Another wrinkle? She was sheltering the wife and child of a Syrian client, a doctor who had gone back to Aleppo and was on MI5’s watch list. Yes, Helen Banville likes to cause a stink in the name of virtue. You get the impression she enjoyed it, too; enjoyed the constant fight, the constant thrill of swimming against the tide.
She was hired to defend Kevin Russell, who was convicted for the murder of a schoolgirl, Linda Simms, 14 years earlier: a crime which he maintained he didn’t commit. And of course, he didn’t. Of course he didn’t, or there wouldn’t be a six-part series about it.
Emma travelled to Norfolk to where the crime was committed. It was open, flat, sometimes desolate. Prime airbase territory. Indeed, in flashbacks she remembered hazy images of protesting on behalf of the CND back in the 1980s when she was a child. She also encountered present-day feelings, too, mostly from the Simms family, who were incensed that she was taking the case on and attempting to re-open old wounds. And wasn’t just the Simms family who had been alerted to her presence on the case – original prosecuting officer DCI Olivia Greenwood (the excellent Wunmi Mosaku), who managed to coerce Russell into confessing to the murder, emerged from the shadows, circling like a shark.
As it settled down into procedural, Emma found that the crime scene didn’t match the contents of Linda’s mouth and lungs (no conifers, you see). Later, they found that the substance in her lungs was jet fuel, perhaps from the nearby airfield. She was killed in one place, and then moved to another. This was enough to get Kevin Russell out on bail and a retrial, much to the press’s consternation.
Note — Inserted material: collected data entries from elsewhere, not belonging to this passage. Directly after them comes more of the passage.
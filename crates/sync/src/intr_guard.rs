//! 中断保护器
//!
//! 基于 RAII 屏蔽本地中断。USB 传输完成回调和 IRQ 计数器都可能在中断上下文中
//! 运行，任务上下文访问与之共享的数据时需要先进入此保护。
//!
//! 注意：禁用中断只能阻止本地 CPU 上“任务 vs 中断”的并发，
//! 多核共享数据仍需要配合 [`SpinLock`](crate::SpinLock)。

use crate::arch_ops;

/// 中断保护器
///
/// 创建时禁用中断并保存之前的状态，销毁时恢复。允许嵌套：
/// 内层保护器只会恢复到“已禁用”状态。
///
/// # 示例
/// ```ignore
/// {
///     let _guard = IntrGuard::new();
///     // 检查计数器后进入睡眠，期间不会丢失中断
/// }
/// ```
pub struct IntrGuard {
    flags: usize,
}

impl IntrGuard {
    /// 禁用中断并返回保护器
    pub fn new() -> Self {
        // SAFETY: 保存的 flags 只会在 Drop 中按相反顺序恢复
        let flags = unsafe { arch_ops().read_and_disable_interrupts() };
        IntrGuard { flags }
    }

    /// 进入保护前中断是否处于启用状态
    pub fn was_enabled(&self) -> bool {
        self.flags & arch_ops().interrupt_enable_mask() != 0
    }
}

impl Default for IntrGuard {
    fn default() -> Self {
        Self::new()
    }
}

impl Drop for IntrGuard {
    fn drop(&mut self) {
        // SAFETY: flags 来自 new() 中的 read_and_disable_interrupts
        unsafe { arch_ops().restore_interrupts(self.flags) };
    }
}
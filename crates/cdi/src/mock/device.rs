//! Mock 设备：应答枚举用的标准请求

use alloc::boxed::Box;
use alloc::sync::Arc;
use alloc::vec;
use alloc::vec::Vec;

use sync::SpinLock;

use super::host::{MockHostController, MockReply, Responder};
use crate::usb::TransferRequest;
use crate::usb::TransferStatus;
use crate::usb::descriptor::{DeviceDescriptor, descriptor_type, request, request_type};

/// 构造设备描述符（USB 2.0，单配置）
pub fn device_descriptor(vendor_id: u16, product_id: u16, max_packet0: u8) -> [u8; 18] {
    DeviceDescriptor {
        bcd_usb: 0x0200,
        max_packet_size0: max_packet0,
        vendor_id,
        product_id,
        bcd_device: 0x0100,
        num_configurations: 1,
        ..Default::default()
    }
    .to_bytes()
}

/// 配置描述符构造器
///
/// 自动回填 wTotalLength、bNumInterfaces 和每个接口的 bNumEndpoints。
pub struct ConfigBuilder {
    bytes: Vec<u8>,
    last_interface: Option<usize>,
    num_interfaces: u8,
}

impl ConfigBuilder {
    /// 以 bConfigurationValue 开始一个配置
    pub fn new(value: u8) -> Self {
        Self {
            bytes: vec![9, descriptor_type::CONFIGURATION, 0, 0, 0, value, 0, 0x80, 50],
            last_interface: None,
            num_interfaces: 0,
        }
    }

    /// 追加接口描述符
    pub fn interface(mut self, number: u8, alternate: u8, class: u8, subclass: u8, protocol: u8) -> Self {
        self.last_interface = Some(self.bytes.len());
        if alternate == 0 {
            self.num_interfaces += 1;
        }
        self.bytes.extend_from_slice(&[
            9,
            descriptor_type::INTERFACE,
            number,
            alternate,
            0,
            class,
            subclass,
            protocol,
            0,
        ]);
        self
    }

    /// 追加类特定描述符（原样写入）
    pub fn class_descriptor(mut self, bytes: &[u8]) -> Self {
        self.bytes.extend_from_slice(bytes);
        self
    }

    /// 追加端点描述符
    pub fn endpoint(mut self, address: u8, attributes: u8, max_packet: u16, interval: u8) -> Self {
        if let Some(at) = self.last_interface {
            self.bytes[at + 4] += 1;
        }
        let mps = max_packet.to_le_bytes();
        self.bytes.extend_from_slice(&[
            7,
            descriptor_type::ENDPOINT,
            address,
            attributes,
            mps[0],
            mps[1],
            interval,
        ]);
        self
    }

    /// 完成并返回线格式
    pub fn build(mut self) -> Vec<u8> {
        let total = (self.bytes.len() as u16).to_le_bytes();
        self.bytes[2] = total[0];
        self.bytes[3] = total[1];
        self.bytes[4] = self.num_interfaces;
        self.bytes
    }
}

/// 应答标准请求的设备模型
///
/// 其余请求（类请求、批量和中断传输）交给可选的类处理器，没有处理器时挂起。
pub struct MockDevice {
    device: [u8; 18],
    config: Vec<u8>,
    /// 最近一次 SET_ADDRESS 的地址
    pub address: Option<u8>,
    /// 最近一次 SET_CONFIGURATION 的配置值
    pub configuration: Option<u8>,
    /// 收到的 GET_DESCRIPTOR 次数
    pub descriptor_reads: usize,
    class_handler: Option<Responder>,
}

impl MockDevice {
    /// 由设备描述符和完整配置描述符创建
    pub fn new(device: [u8; 18], config: Vec<u8>) -> Self {
        Self {
            device,
            config,
            address: None,
            configuration: None,
            descriptor_reads: 0,
            class_handler: None,
        }
    }

    /// 设置类处理器
    pub fn with_class_handler(
        mut self,
        handler: impl FnMut(&TransferRequest) -> MockReply + Send + 'static,
    ) -> Self {
        self.class_handler = Some(Box::new(handler));
        self
    }

    /// 应答一个请求
    pub fn respond(&mut self, req: &TransferRequest) -> MockReply {
        let Some(setup) = req.setup else {
            return self.delegate(req);
        };
        let standard_device =
            (setup.request_type & 0x7F) == (request_type::STANDARD | request_type::DEVICE);
        match (standard_device, setup.request) {
            (true, request::GET_DESCRIPTOR) => {
                self.descriptor_reads += 1;
                let mut data = match (setup.value >> 8) as u8 {
                    descriptor_type::DEVICE => self.device.to_vec(),
                    descriptor_type::CONFIGURATION => self.config.clone(),
                    _ => return MockReply::Complete(TransferStatus::Stalled, Vec::new()),
                };
                data.truncate(setup.length as usize);
                MockReply::Complete(TransferStatus::Success, data)
            }
            (true, request::SET_ADDRESS) => {
                self.address = Some(setup.value as u8);
                MockReply::Complete(TransferStatus::Success, Vec::new())
            }
            (true, request::SET_CONFIGURATION) => {
                self.configuration = Some(setup.value as u8);
                MockReply::Complete(TransferStatus::Success, Vec::new())
            }
            _ if setup.request == request::CLEAR_FEATURE
                && setup.request_type == request_type::ENDPOINT =>
            {
                MockReply::Complete(TransferStatus::Success, Vec::new())
            }
            _ => self.delegate(req),
        }
    }

    fn delegate(&mut self, req: &TransferRequest) -> MockReply {
        match self.class_handler.as_mut() {
            Some(handler) => handler(req),
            None => MockReply::Defer,
        }
    }

    /// 作为主控制器的应答器安装，返回共享句柄以便测试检查状态
    pub fn install(self, hc: &MockHostController) -> Arc<SpinLock<MockDevice>> {
        let shared = Arc::new(SpinLock::new(self));
        let device = shared.clone();
        hc.set_responder(move |req| device.lock().respond(req));
        shared
    }
}
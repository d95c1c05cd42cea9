//! 把一个 LUN 暴露为 [`Disk`]

use alloc::string::String;
use alloc::sync::Arc;

use cdi::block::check_range;
use cdi::usb::UsbError;
use cdi::{Disk, FsError};

use super::MsdError;
use super::scsi::{self, Capacity, SenseKey};
use super::transport::{BulkOnly, DataStage};

/// USB 大容量存储的一个逻辑单元
pub struct MsdDisk {
    name: String,
    transport: Arc<BulkOnly>,
    lun: u8,
    capacity: Capacity,
}

impl MsdDisk {
    /// 创建磁盘
    pub fn new(name: String, transport: Arc<BulkOnly>, lun: u8, capacity: Capacity) -> Arc<Self> {
        Arc::new(Self {
            name,
            transport,
            lun,
            capacity,
        })
    }

    /// 逻辑单元号
    pub fn lun(&self) -> u8 {
        self.lun
    }

    /// READ CAPACITY 的结果
    pub fn capacity(&self) -> Capacity {
        self.capacity
    }

    /// 每条 READ(10)/WRITE(10) 的最大块数
    fn chunk_blocks(&self) -> usize {
        let max = self.transport.config().max_sectors_per_command.max(1);
        max.min(u16::MAX as usize)
    }

    /// 按错误种类和感知键重试
    fn with_retry<T>(
        &self,
        what: &str,
        lba: u64,
        mut op: impl FnMut() -> Result<T, MsdError>,
    ) -> Result<T, FsError> {
        let retries = self.transport.config().retries;
        let mut attempt = 0;
        loop {
            let err = match op() {
                Ok(value) => return Ok(value),
                Err(e) => e,
            };

            let retry = match err {
                MsdError::CommandFailed => match self.transport.request_sense(self.lun) {
                    Ok(sense) if sense.key == SenseKey::DataProtect => {
                        log::warn!("msd: {} is write protected", self.name);
                        return Err(FsError::ReadOnlyFs);
                    }
                    Ok(sense) => {
                        log::debug!(
                            "msd: {} sense {:?} asc {:#04x}/{:#04x}",
                            self.name,
                            sense.key,
                            sense.asc,
                            sense.ascq
                        );
                        sense.key.is_transient()
                    }
                    Err(_) => true,
                },
                MsdError::TagMismatch { .. } => self.transport.reset_recovery().is_ok(),
                MsdError::Transport(UsbError::NoDevice) | MsdError::Transport(UsbError::WouldBlock) => {
                    false
                }
                MsdError::InvalidCommand => false,
                _ => true,
            };

            if !retry || attempt >= retries {
                log::warn!(
                    "msd: {} {} at lba {} failed after {} attempt(s): {}",
                    self.name,
                    what,
                    lba,
                    attempt + 1,
                    err
                );
                return Err(err.into());
            }
            attempt += 1;
            log::debug!("msd: {} {} at lba {} retry {}: {}", self.name, what, lba, attempt, err);
        }
    }
}

impl Disk for MsdDisk {
    fn name(&self) -> String {
        self.name.clone()
    }

    fn sector_size(&self) -> usize {
        self.capacity.block_len as usize
    }

    fn sector_count(&self) -> u64 {
        self.capacity.blocks()
    }

    fn read_sectors(&self, start: u64, buf: &mut [u8], count: usize) -> Result<(), FsError> {
        check_range(self, start, buf.len(), count)?;
        let sector_size = self.sector_size();
        let mut done = 0;
        while done < count {
            let n = (count - done).min(self.chunk_blocks());
            let lba = start + done as u64;
            let command = scsi::read_10(lba_u32(lba)?, n as u16);
            let bytes = n * sector_size;
            let data = self.with_retry("read", lba, || {
                let data = self
                    .transport
                    .execute(self.lun, &command, DataStage::In(bytes))?;
                if data.len() < bytes {
                    return Err(MsdError::ShortData);
                }
                Ok(data)
            })?;
            let at = done * sector_size;
            buf[at..at + bytes].copy_from_slice(&data[..bytes]);
            done += n;
        }
        Ok(())
    }

    fn write_sectors(&self, start: u64, buf: &[u8], count: usize) -> Result<(), FsError> {
        check_range(self, start, buf.len(), count)?;
        let sector_size = self.sector_size();
        let mut done = 0;
        while done < count {
            let n = (count - done).min(self.chunk_blocks());
            let lba = start + done as u64;
            let command = scsi::write_10(lba_u32(lba)?, n as u16);
            let at = done * sector_size;
            let chunk = &buf[at..at + n * sector_size];
            self.with_retry("write", lba, || {
                self.transport
                    .execute(self.lun, &command, DataStage::Out(chunk))
                    .map(|_| ())
            })?;
            done += n;
        }
        Ok(())
    }
}

fn lba_u32(lba: u64) -> Result<u32, FsError> {
    u32::try_from(lba).map_err(|_| FsError::InvalidArgument)
}
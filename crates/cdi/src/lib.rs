//! CDI 驱动核心
//!
//! 此 crate 提供与总线无关的驱动注册框架和 USB 设备模型：
//!
//! - [`Cdi`] - 显式构造的上下文，持有驱动注册表、中断线表和磁盘表
//! - [`DriverRegistry`] - 文件系统（单例）、USB 类和其他驱动的注册表
//! - [`IrqTable`] - 中断上下文到任务上下文的等待原语
//! - [`List`] - 注册表和设备模型使用的有序列表
//! - [`usb`] - 枚举、端点传输引擎和类驱动接口
//! - [`Disk`] / [`InputSink`] - 面向文件系统层和输入子系统的接口
//!
//! # 平台解耦
//!
//! 通过 trait 抽象与内核的其他部分解耦：
//! - `sync::ArchOps`: 中断开关与中断上下文查询
//! - [`SchedOps`]: 单调时钟与睡眠/唤醒
//!
//! 使用前必须调用 `sync::register_arch_ops` 和 [`register_sched_ops`] 注册实现。

#![no_std]
#![allow(clippy::module_inception)]

extern crate alloc;

pub mod block;
pub mod config;
pub mod context;
pub mod driver;
pub mod fs;
pub mod input;
pub mod irq;
pub mod list;
pub mod ops;
pub mod registry;
pub mod usb;

#[cfg(any(test, feature = "mock"))]
pub mod mock;

// Re-export ops
pub use ops::{SchedOps, register_sched_ops, sched_ops};

pub use block::{Disk, DiskTable, RamDisk};
pub use config::UsbConfig;
pub use context::Cdi;
pub use driver::{Driver, DriverError, DriverHandle, DriverKind};
pub use fs::{FsDriver, FsError};
pub use input::{InputSink, KeyCode, MouseButton};
pub use irq::{IrqError, IrqTable};
pub use list::List;
pub use registry::{DriverRegistry, IoNamespace, NodeKind, RegisterOutcome};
But then the other strand – the political, second story – reared its head, with Emma’s sheltering of the Syrian woman, Miriam, threatening to get out of control. Especially as Emma and partner Steve (comedian John Bishop) were planning to adopt.
So where are we with Fearless? Emma Banville had a whiff of Jane Tennison about her, but, at the moment, I’m not too sure if all of the strands – the procedural investigation, the socio-political and the personal battle between Emma and Olivia Greenwood – are gelling together at the moment. Yes, I’m sure all three will intertwine and overlap, but at the end of the first episode it felt like a decent procedural with a dollop of conspiratorial, political thriller shoehorned into the mix. (The very final scene saw Michael Gambon’s shadowy government figure telephoning a contemporary in Washington to tell her that the Russell case was heading for a re-trial. She told him, in no uncertain terms, that it was under control.)
Despite a few shortcomings, it was intriguing enough.